Why NASA’s Artemis mission is so important

After unforeseen technical events and delays due to weather conditions, the NASA I was finally able to launch the rocket for the Artemis 1 mission this morning (16).

This initial flight is unmanned but crucial. It will fly over our natural satellite, to perform tests, gather information and, above all, to confirm that the craft is safe for future astronauts.

Artemis 2, scheduled for 2024, will be launched; But only on the third day of the following year will he land on the moon.

The program didn’t get its name for nothing. In Greek mythology, in addition to being the goddess of the moon, Artemis is the sister of the god Apollo — whose name marked NASA’s lunar program in the 1960s and 1970s. The most famous mission was the Apollo 11 mission, which in 1969 took Neil Armstrong and Buzz Aldrin to lunar soil.

After more than 50 years, we will finally walk there again.

Why do we go to the moon now?

The Artemis program is important for several reasons.

First of all, it must confirm the effectiveness of the massive SLS (Space Launch System) rocket, the most powerful rocket in NASA’s history, which launched the Orion capsule this morning.

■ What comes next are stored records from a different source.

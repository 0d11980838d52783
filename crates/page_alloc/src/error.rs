use crate::PhysAddr;

/// Recoverable failure of an allocation request.
#[derive(Debug, Clone, Copy, PartialEq, Eq, thiserror::Error)]
pub enum PageAllocError {
    #[error("no free page")]
    NoFreePage,
}

/// A boot-time memory layout the allocator cannot manage.
#[derive(Debug, Clone, Copy, PartialEq, Eq, thiserror::Error)]
pub enum LayoutError {
    #[error("page size {0} is not a power of two large enough for a free-list link")]
    InvalidPageSize(usize),
    #[error("no whole page between kernel end {kernel_end:#x} and memory top {phys_top:#x}")]
    Empty {
        kernel_end: PhysAddr,
        phys_top: PhysAddr,
    },
    #[error("usage table needs {table_pages} pages but only {total_pages} are managed")]
    TableTooLarge {
        table_pages: usize,
        total_pages: usize,
    },
}
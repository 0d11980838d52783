//! Reference-counted physical page allocator.
//!
//! Pages are handed out from an intrusive free list and each page carries an
//! owner count in a table stored at the start of the managed memory, so a
//! page can be shared (e.g. copy-on-write after `fork`) and is reclaimed only
//! when its last owner releases it.

#![cfg_attr(not(test), no_std)]

pub mod addr;
pub mod allocator;
pub mod error;
pub mod fill;
pub mod free_list;
pub mod layout;
pub mod page;
pub mod usage;

pub use self::{
    addr::PhysAddr,
    allocator::{MemoryInfo, PageAllocator, PageState, SpinPageAllocator},
    error::{LayoutError, PageAllocError},
    fill::{ALLOC_FILL, FREE_FILL},
    free_list::FreeList,
    layout::{DEFAULT_PAGE_SIZE, MemoryLayout},
    page::Page,
    usage::UsageTable,
};
use core::{iter::FusedIterator, marker::PhantomData, ptr::NonNull};

/// Link stored in the first bytes of every free page.
struct Run {
    /// Pointer to the next free page.
    next: Option<NonNull<Run>>,
}

/// An intrusive LIFO list of free pages.
///
/// The list owns no storage of its own: each free page holds the link to the
/// next one. Only this module reinterprets page bytes as a [`Run`]; callers
/// deal in page pointers.
#[derive(Debug)]
pub struct FreeList<const PAGE_SIZE: usize> {
    /// The most recently pushed page.
    head: Option<NonNull<Run>>,
    /// Number of pages reachable from `head`.
    len: usize,
}

unsafe impl<const PAGE_SIZE: usize> Send for FreeList<PAGE_SIZE> {}

impl<const PAGE_SIZE: usize> Default for FreeList<PAGE_SIZE> {
    fn default() -> Self {
        Self::new()
    }
}

impl<const PAGE_SIZE: usize> FreeList<PAGE_SIZE> {
    /// Smallest page able to hold a free-list link.
    pub const MIN_PAGE_SIZE: usize = size_of::<Run>();

    #[must_use]
    pub const fn new() -> Self {
        const {
            assert!(size_of::<Run>() <= PAGE_SIZE);
            assert!(PAGE_SIZE % align_of::<Run>() == 0);
        }

        Self { head: None, len: 0 }
    }

    #[must_use]
    pub fn len(&self) -> usize {
        self.len
    }

    #[must_use]
    pub fn is_empty(&self) -> bool {
        self.head.is_none()
    }

    /// Links `page` in as the new head of the list.
    ///
    /// # Safety
    ///
    /// `page` must point to `PAGE_SIZE` writable bytes that no one will
    /// access until the page is popped again, and it must not already be on
    /// the list.
    ///
    /// # Panics
    ///
    /// Panics if `page` is not page-aligned.
    pub unsafe fn push(&mut self, page: NonNull<u8>) {
        assert_eq!(
            page.addr().get() % PAGE_SIZE,
            0,
            "free list: misaligned page {page:p}"
        );

        let run = page.cast::<Run>();
        unsafe {
            run.write(Run { next: self.head });
        }
        self.head = Some(run);
        self.len += 1;
    }

    /// Unlinks the head of the list.
    ///
    /// Returns `None` if the list is empty.
    pub fn pop(&mut self) -> Option<NonNull<u8>> {
        let run = self.head?;
        self.head = unsafe { run.as_ref().next };
        self.len -= 1;
        Some(run.cast())
    }

    /// Walks the list from head to tail.
    #[must_use]
    pub fn iter(&self) -> Iter<'_> {
        Iter {
            next: self.head,
            remaining: self.len,
            _list: PhantomData,
        }
    }
}

/// Iterator over the pages of a [`FreeList`], most recently freed first.
pub struct Iter<'a> {
    next: Option<NonNull<Run>>,
    remaining: usize,
    _list: PhantomData<&'a ()>,
}

impl Iterator for Iter<'_> {
    type Item = NonNull<u8>;

    fn next(&mut self) -> Option<Self::Item> {
        let run = self.next?;
        self.next = unsafe { run.as_ref().next };
        self.remaining -= 1;
        Some(run.cast())
    }

    fn size_hint(&self) -> (usize, Option<usize>) {
        (self.remaining, Some(self.remaining))
    }
}

impl ExactSizeIterator for Iter<'_> {}
impl FusedIterator for Iter<'_> {}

It’s a much more recent technology than that used in the Saturn V rocket, from Apollo 11. Among its benefits is the ability to be reused. “This rocket cost a lot of sweat and tears,” NASA chief Bill Nelson said Tuesday. “It will allow us to go to the moon and back for decades.”

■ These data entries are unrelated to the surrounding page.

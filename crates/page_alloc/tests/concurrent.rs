use std::{
    collections::HashSet,
    ops::Range,
    ptr::NonNull,
    sync::{Barrier, Mutex as StdMutex},
    thread,
};

use page_alloc::{
    ALLOC_FILL, DEFAULT_PAGE_SIZE, MemoryLayout, Page, PageAllocError, PageAllocator, PageState,
    PhysAddr, SpinPageAllocator,
};

const PAGE_SIZE: usize = DEFAULT_PAGE_SIZE;
const THREADS: usize = 8;

#[repr(C, align(4096))]
struct Frame([u8; PAGE_SIZE]);

fn arena(pages: usize) -> Range<PhysAddr> {
    let frames = Vec::leak(
        (0..pages)
            .map(|_| Frame([0; PAGE_SIZE]))
            .collect::<Vec<_>>(),
    );
    let range = frames.as_mut_ptr_range();
    PhysAddr::from(NonNull::new(range.start.cast::<u8>()).unwrap())
        ..PhysAddr::from(NonNull::new(range.end.cast::<u8>()).unwrap())
}

fn spin_allocator(pages: usize) -> SpinPageAllocator<PAGE_SIZE> {
    let range = arena(pages);
    unsafe { SpinPageAllocator::new(MemoryLayout::new(range.start, range.end)) }.unwrap()
}

#[test]
fn boot_accounting_with_real_page_size() {
    // 64 pages need 256 bytes of counts: a single table page.
    let allocator = spin_allocator(64);
    let info = allocator.info();
    assert_eq!(info.page_size, 4096);
    assert_eq!(info.total_pages, 63);
    assert_eq!(info.free_pages, 63);
}

#[test]
fn concurrent_allocations_are_disjoint() {
    let allocator = spin_allocator(64);
    let barrier = Barrier::new(THREADS);

    let per_thread = thread::scope(|s| {
        let handles = (0..THREADS)
            .map(|_| {
                s.spawn(|| {
                    barrier.wait();
                    let mut pages = vec![];
                    loop {
                        match allocator.allocate() {
                            Ok(page) => pages.push(PhysAddr::from(page)),
                            Err(PageAllocError::NoFreePage) => break pages,
                        }
                    }
                })
            })
            .collect::<Vec<_>>();
        handles
            .into_iter()
            .map(|h| h.join().unwrap())
            .collect::<Vec<_>>()
    });

    let mut seen = HashSet::new();
    for pa in per_thread.iter().flatten() {
        assert!(seen.insert(*pa), "page {pa:#x} handed out twice");
        assert_eq!(allocator.usage(*pa), 1);
    }
    assert_eq!(seen.len(), 63);
    assert_eq!(allocator.info().free_pages, 0);

    for pa in seen {
        unsafe { allocator.release(pa.as_non_null()) };
    }
    assert_eq!(allocator.info().free_pages, 63);
}

#[test]
fn last_concurrent_release_reclaims_once() {
    let allocator = spin_allocator(32);
    let total = allocator.info().total_pages;

    let page = allocator.allocate().unwrap();
    let pa = PhysAddr::from(page);
    for _ in 1..THREADS {
        allocator.increment_reference(pa);
    }
    assert_eq!(allocator.usage(pa), u32::try_from(THREADS).unwrap());

    let barrier = Barrier::new(THREADS);
    thread::scope(|s| {
        for _ in 0..THREADS {
            s.spawn(|| {
                barrier.wait();
                unsafe { allocator.release(pa.as_non_null()) };
            });
        }
    });

    assert_eq!(allocator.usage(pa), 0);
    assert_eq!(allocator.info().free_pages, total);
    let mut occurrences = 0;
    allocator.for_each_free_page(|free| {
        if free == pa {
            occurrences += 1;
        }
    });
    assert_eq!(occurrences, 1);
}

#[test]
fn balanced_concurrent_sharing() {
    let allocator = spin_allocator(32);
    let page = allocator.allocate().unwrap();
    let pa = PhysAddr::from(page);

    thread::scope(|s| {
        for _ in 0..THREADS {
            s.spawn(|| {
                for _ in 0..1000 {
                    allocator.increment_reference(pa);
                    assert!(allocator.decrement_reference(pa) >= 1);
                }
            });
        }
    });

    assert_eq!(allocator.usage(pa), 1);
    assert!(!allocator.is_free(pa));
}

#[test]
fn churn_with_page_handles() {
    type StdAllocator = PageAllocator<StdMutex<PageState<PAGE_SIZE>>, PAGE_SIZE>;

    let range = arena(40);
    let allocator =
        unsafe { StdAllocator::new(MemoryLayout::new(range.start, range.end)) }.unwrap();
    let total = allocator.info().total_pages;

    thread::scope(|s| {
        for id in 0..THREADS {
            let allocator = &allocator;
            s.spawn(move || {
                let tag = u8::try_from(id).unwrap() + 0x10;
                for _ in 0..200 {
                    let Ok(mut page) = Page::alloc(allocator) else {
                        continue;
                    };
                    assert!(page.as_bytes().iter().all(|&b| b == ALLOC_FILL));
                    page.get_mut().unwrap().fill(tag);
                    let shared = page.share();
                    assert!(shared.as_bytes().iter().all(|&b| b == tag));
                }
            });
        }
    });

    assert_eq!(allocator.info().free_pages, total);
}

Already a capsule Orion, which will be able to carry astronauts further than ever before, will spend about six weeks in space, covering nearly two million kilometers. When it returns, with a planned landing in the Pacific Ocean on December 11, it will be a test-fire of its heat shield — it will reach Earth’s atmosphere at Mach 32, or roughly 40,000 km/h, the fastest return of a capsule. Since the program Apollo🇧🇷

According to NASA, the goal of returning to the moon is “scientific discoveries, economic benefits, and inspiration for a new generation of explorers: the generation of Artemis.” And also reaffirming US leadership in space exploration: “By maintaining US leadership in exploration, we will build a global coalition and explore deep space for the benefit of all,” the agency stated.

Another high point in the Artemis program is that it will lead to the first woman and the first black person to step on the moon – these astronauts have yet to be chosen.

Buzz Aldrin - NASA - NASA

Apollo 11 mission: Buzz Aldrin was the second man to walk on the surface of the Moon, after Neil Armstrong, on July 20, 1969

Image: NASA

From the Moon, let’s go to Mars

More than making brief visits and collecting samples, as in the Apollo program, the new batch of missions wants to allow for a permanent human presence there.

The goal is to establish a stable base at the satellite’s south pole – an area different from that explored in the past, and which could yield new geological discoveries.

But the most ambitious dream is to move forward. A space station to be installed in lunar orbit, called the Lunar Gateway, will serve as a “warehouse” for launches toward another, more distant target: Mars.

It is estimated that manned missions to the Red Planet will begin in the late 2030s.